### What you will do
Identify all lines in the data containing the string "destination". Copy them out.

-*-*-

//! tarn-comp - Macro-expanding bytecode compiler for the Tarn language.
//!
//! The compiler turns one source value (as produced by `tarn-read`) into a
//! sealed [`FuncDef`] for the register machine. The pipeline per form:
//!
//! 1. **Dispatch** - special forms compile through built-in handlers; tuples
//!    headed by a macro binding expand by calling the macro through the
//!    [`MacroHost`] seam, then re-dispatch.
//! 2. **Resolution** - symbols search the lexical scope stack inner to
//!    outer, capturing upvalues across function boundaries, falling back to
//!    the [`Environment`].
//! 3. **Emission** - a per-function register allocator and constant pool
//!    feed 32-bit instruction words with a parallel source map.
//!
//! Errors are plain values: the first failure aborts compilation and, on a
//! reused [`Compiler`], latches so later calls short-circuit with an
//! identical error.
//!
//! # Example
//!
//! ```
//! use tarn_core::{Context, Value};
//! use tarn_comp::{compile, Environment, NullHost};
//! use tarn_read::read_all;
//!
//! let ctx = Context::new();
//! let mut env = Environment::new();
//! env.def(ctx.symbol("print"), Value::string("stand-in"));
//! let form = read_all(ctx.interner(), b"(print :ok)").unwrap().remove(0);
//! let def = compile(&form, &env, Some("example"), &mut NullHost).unwrap();
//! assert!(!def.bytecode().is_empty());
//! ```

mod emit;
mod env;
mod error;
mod front;
mod host;
mod scope;
mod slot;
mod specials;

pub use env::{Binding, Environment, Intrinsic};
pub use error::CompileError;
pub use host::{FnHost, MacroError, MacroHost, NullHost};
pub use slot::{Slot, SLOT_CONSTANT, SLOT_MUTABLE, SLOT_NAMED, SLOT_REF, SLOT_RETURNED};

use std::rc::Rc;

use tarn_core::{FuncDef, Instr, SourceMapping, Value};

use scope::{Scope, SCOPE_TOP};

/// Compiler limits and knobs.
#[derive(Debug, Clone)]
pub struct CompilerOptions {
    /// Bound on recursive value compilation.
    pub max_recursion_depth: u32,
    /// Bound on successive macro expansions of one form.
    pub max_macro_expansions: u32,
}

impl Default for CompilerOptions {
    fn default() -> Self {
        Self {
            max_recursion_depth: 1024,
            max_macro_expansions: 200,
        }
    }
}

/// Per-call compile options threaded through every recursive step.
#[derive(Debug, Clone, Copy, Default)]
pub(crate) struct FormOptions {
    /// Permit emitting a return or tail call.
    pub tail: bool,
    /// Preferred destination, honored when it is a near register.
    pub hint: Option<u8>,
}

impl FormOptions {
    /// Plain value position: no return, no preferred destination.
    pub fn value() -> Self {
        Self::default()
    }

    pub fn tail() -> Self {
        Self { tail: true, hint: None }
    }

    pub fn hinted(hint: u8) -> Self {
        Self { tail: false, hint: Some(hint) }
    }
}

/// An open loop that `break` can target.
#[derive(Debug, Default)]
pub(crate) struct LoopFrame {
    /// Jump instructions to patch to the loop's end.
    pub breaks: Vec<usize>,
}

/// All state of one compilation run.
///
/// Scopes are an owned stack; bytecode and source mappings share one buffer
/// across nested functions, sliced apart at function finalization by each
/// scope's start offset. Dropping the compilation mid-way (on error) releases
/// every scope and allocator without any explicit unwinding.
pub(crate) struct Compilation<'a> {
    pub options: &'a CompilerOptions,
    pub env: &'a Environment,
    pub host: &'a mut dyn MacroHost,
    pub scopes: Vec<Scope>,
    pub bytecode: Vec<Instr>,
    pub mapbuffer: Vec<SourceMapping>,
    /// Most recently observed source position; emitted instructions inherit
    /// it until a positioned form updates it.
    pub mapping: SourceMapping,
    pub depth: u32,
    pub source_name: Option<Rc<str>>,
    pub loops: Vec<LoopFrame>,
}

impl<'a> Compilation<'a> {
    fn new(
        options: &'a CompilerOptions,
        env: &'a Environment,
        host: &'a mut dyn MacroHost,
        source_name: Option<&str>,
    ) -> Self {
        Self {
            options,
            env,
            host,
            scopes: Vec::new(),
            bytecode: Vec::new(),
            mapbuffer: Vec::new(),
            mapping: SourceMapping::NONE,
            depth: 0,
            source_name: source_name.map(Rc::from),
            loops: Vec::new(),
        }
    }

    /// A compile error positioned at the current source mapping.
    pub(crate) fn error(&self, message: impl Into<String>) -> CompileError {
        CompileError::new(message, self.mapping.line, self.mapping.column)
    }
}

/// Compile one source value against an environment.
pub fn compile(
    source: &Value,
    env: &Environment,
    source_name: Option<&str>,
    host: &mut dyn MacroHost,
) -> Result<Rc<FuncDef>, CompileError> {
    compile_with_options(source, env, source_name, host, &CompilerOptions::default())
}

/// [`compile`] with explicit limits.
pub fn compile_with_options(
    source: &Value,
    env: &Environment,
    source_name: Option<&str>,
    host: &mut dyn MacroHost,
    options: &CompilerOptions,
) -> Result<Rc<FuncDef>, CompileError> {
    let mut cc = Compilation::new(options, env, host, source_name);
    cc.push_function_scope(SCOPE_TOP, None);
    cc.compile_form(source, FormOptions::tail())?;
    cc.finish_function_scope(0, false)
}

/// A reusable compiler front door with single-shot error latching.
///
/// The first failed compilation latches: every later call short-circuits
/// with an identical copy of the first error until [`Compiler::reset`].
#[derive(Default)]
pub struct Compiler {
    options: CompilerOptions,
    latched: Option<CompileError>,
}

impl Compiler {
    pub fn new() -> Self {
        Self::default()
    }

    pub fn with_options(options: CompilerOptions) -> Self {
        Self { options, latched: None }
    }

    /// The latched error, if a previous compilation failed.
    pub fn error(&self) -> Option<&CompileError> {
        self.latched.as_ref()
    }

    /// Clear the latch.
    pub fn reset(&mut self) {
        self.latched = None;
    }

    pub fn compile(
        &mut self,
        source: &Value,
        env: &Environment,
        source_name: Option<&str>,
        host: &mut dyn MacroHost,
    ) -> Result<Rc<FuncDef>, CompileError> {
        if let Some(err) = &self.latched {
            return Err(err.clone());
        }
        match compile_with_options(source, env, source_name, host, &self.options) {
            Ok(def) => Ok(def),
            Err(err) => {
                self.latched = Some(err.clone());
                Err(err)
            }
        }
    }
}
//! Immutable structs - fixed-capacity hash containers.

use std::cell::Cell;
use std::cmp::Ordering;
use std::hash::{Hash, Hasher};

use ahash::AHasher;

use crate::value::Value;

/// An immutable key-to-value hash container.
///
/// The bucket array has power-of-two capacity fixed at construction, at
/// least twice the entry count, probed linearly. `nil` keys and `nil`
/// values are skipped at construction, so lookups of absent keys and
/// lookups of `nil` are indistinguishable, which is what indexing code
/// expects.
///
/// Like tuples, structs carry the source position of their opening
/// delimiter and a lazily computed cached hash.
#[derive(Debug)]
pub struct Struct {
    buckets: Box<[Option<(Value, Value)>]>,
    count: usize,
    hash: Cell<u64>,
    line: i32,
    column: i32,
}

fn value_hash(v: &Value) -> u64 {
    let mut hasher = AHasher::default();
    v.hash(&mut hasher);
    hasher.finish()
}

impl Struct {
    /// Build a struct from key/value pairs with no source position.
    pub fn from_pairs(pairs: Vec<(Value, Value)>) -> Self {
        Self::with_location(pairs, -1, -1)
    }

    /// Build a struct from key/value pairs stamped with a source position.
    ///
    /// Later duplicates of a key replace earlier ones.
    pub fn with_location(pairs: Vec<(Value, Value)>, line: i32, column: i32) -> Self {
        let kept: Vec<(Value, Value)> = pairs
            .into_iter()
            .filter(|(k, v)| !matches!(k, Value::Nil) && !matches!(v, Value::Nil))
            .collect();
        let capacity = (kept.len().max(1) * 2).next_power_of_two();
        let mut buckets: Vec<Option<(Value, Value)>> = vec![None; capacity];
        let mask = capacity - 1;
        let mut count = 0;
        for (key, value) in kept {
            let mut index = (value_hash(&key) as usize) & mask;
            loop {
                match &buckets[index] {
                    None => {
                        buckets[index] = Some((key, value));
                        count += 1;
                        break;
                    }
                    Some((existing, _)) if *existing == key => {
                        buckets[index] = Some((key, value));
                        break;
                    }
                    Some(_) => index = (index + 1) & mask,
                }
            }
        }
        Self {
            buckets: buckets.into_boxed_slice(),
            count,
            hash: Cell::new(0),
            line,
            column,
        }
    }

    /// Number of entries.
    pub fn len(&self) -> usize {
        self.count
    }

    pub fn is_empty(&self) -> bool {
        self.count == 0
    }

    /// Bucket capacity (power of two).
    pub fn capacity(&self) -> usize {
        self.buckets.len()
    }

    /// Look up a key.
    pub fn get(&self, key: &Value) -> Option<&Value> {
        if matches!(key, Value::Nil) {
            return None;
        }
        let mask = self.buckets.len() - 1;
        let mut index = (value_hash(key) as usize) & mask;
        loop {
            match &self.buckets[index] {
                None => return None,
                Some((k, v)) if k == key => return Some(v),
                Some(_) => index = (index + 1) & mask,
            }
        }
    }

    /// Iterate entries in bucket order.
    pub fn entries(&self) -> impl Iterator<Item = (&Value, &Value)> {
        self.buckets.iter().filter_map(|slot| slot.as_ref().map(|(k, v)| (k, v)))
    }

    /// Entries sorted by key, the order used for printing and comparison.
    pub fn sorted_entries(&self) -> Vec<(&Value, &Value)> {
        let mut entries: Vec<_> = self.entries().collect();
        entries.sort_by(|a, b| a.0.cmp(b.0));
        entries
    }

    /// Source line of the opening delimiter, `-1` if unknown.
    pub fn line(&self) -> i32 {
        self.line
    }

    /// Source column of the opening delimiter, `-1` if unknown.
    pub fn column(&self) -> i32 {
        self.column
    }

    /// The cached structural hash, computing it on first use.
    ///
    /// Per-entry hashes combine commutatively so bucket order does not
    /// matter.
    pub fn hash_code(&self) -> u64 {
        let cached = self.hash.get();
        if cached != 0 {
            return cached;
        }
        let mut combined: u64 = 0x9e37_79b9_7f4a_7c15;
        for (k, v) in self.entries() {
            let mut hasher = AHasher::default();
            k.hash(&mut hasher);
            v.hash(&mut hasher);
            combined = combined.wrapping_add(hasher.finish());
        }
        let computed = combined | 1;
        self.hash.set(computed);
        computed
    }
}

impl PartialEq for Struct {
    fn eq(&self, other: &Self) -> bool {
        if self.count != other.count {
            return false;
        }
        self.entries().all(|(k, v)| other.get(k) == Some(v))
    }
}

impl Eq for Struct {}

impl PartialOrd for Struct {
    fn partial_cmp(&self, other: &Self) -> Option<Ordering> {
        Some(self.cmp(other))
    }
}

impl Ord for Struct {
    /// Ordering lifted lexicographically over key-sorted entries.
    fn cmp(&self, other: &Self) -> Ordering {
        let left = self.sorted_entries();
        let right = other.sorted_entries();
        for (a, b) in left.iter().zip(right.iter()) {
            let key = a.0.cmp(b.0);
            if key != Ordering::Equal {
                return key;
            }
            let val = a.1.cmp(b.1);
            if val != Ordering::Equal {
                return val;
            }
        }
        left.len().cmp(&right.len())
    }
}
fn quasiquote(cc: &mut Compilation, form: &Value, depth: u32) -> Result<Slot, CompileError> {
    if !needs_construction(form, depth) {
        return Ok(Slot::constant(form.clone()));
    }
    if let Some(inner) = tagged(form, "unquote") {
        if depth == 0 {
            return cc.compile_form(inner, FormOptions::value());
        }
        let head = form.as_tuple().expect("tagged tuple").as_slice()[0].clone();
        return quasiquote_pair(cc, head, inner, depth - 1);
    }
    if let Some(inner) = tagged(form, "quasiquote") {
        let head = form.as_tuple().expect("tagged tuple").as_slice()[0].clone();
        return quasiquote_pair(cc, head, inner, depth + 1);
    }
    if tagged(form, "splice").is_some() && depth == 0 {
        return Err(cc.error("splice can only occur inside a collection"));
    }
    match form {
        Value::Tuple(t) => quasiquote_sequence(cc, t.as_slice(), Opcode::MakeTuple, depth),
        Value::Array(a) => {
            let elements = a.borrow().clone();
            quasiquote_sequence(cc, &elements, Opcode::MakeArray, depth)
        }
        Value::Struct(s) => {
            let elements: Vec<Value> = s
                .entries()
                .flat_map(|(k, v)| [k.clone(), v.clone()])
                .collect();
            quasiquote_pairs(cc, &elements, Opcode::MakeStruct, depth)
        }
        Value::Table(t) => {
            let elements: Vec<Value> = t
                .borrow()
                .iter()
                .flat_map(|(k, v)| [k.clone(), v.clone()])
                .collect();
            quasiquote_pairs(cc, &elements, Opcode::MakeTable, depth)
        }
        _ => Ok(Slot::constant(form.clone())),
    }
}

-*-*-

### Solution for this problem
    /// Preferred destination, honored when it is a near register.
    /// Plain value position: no return, no preferred destination.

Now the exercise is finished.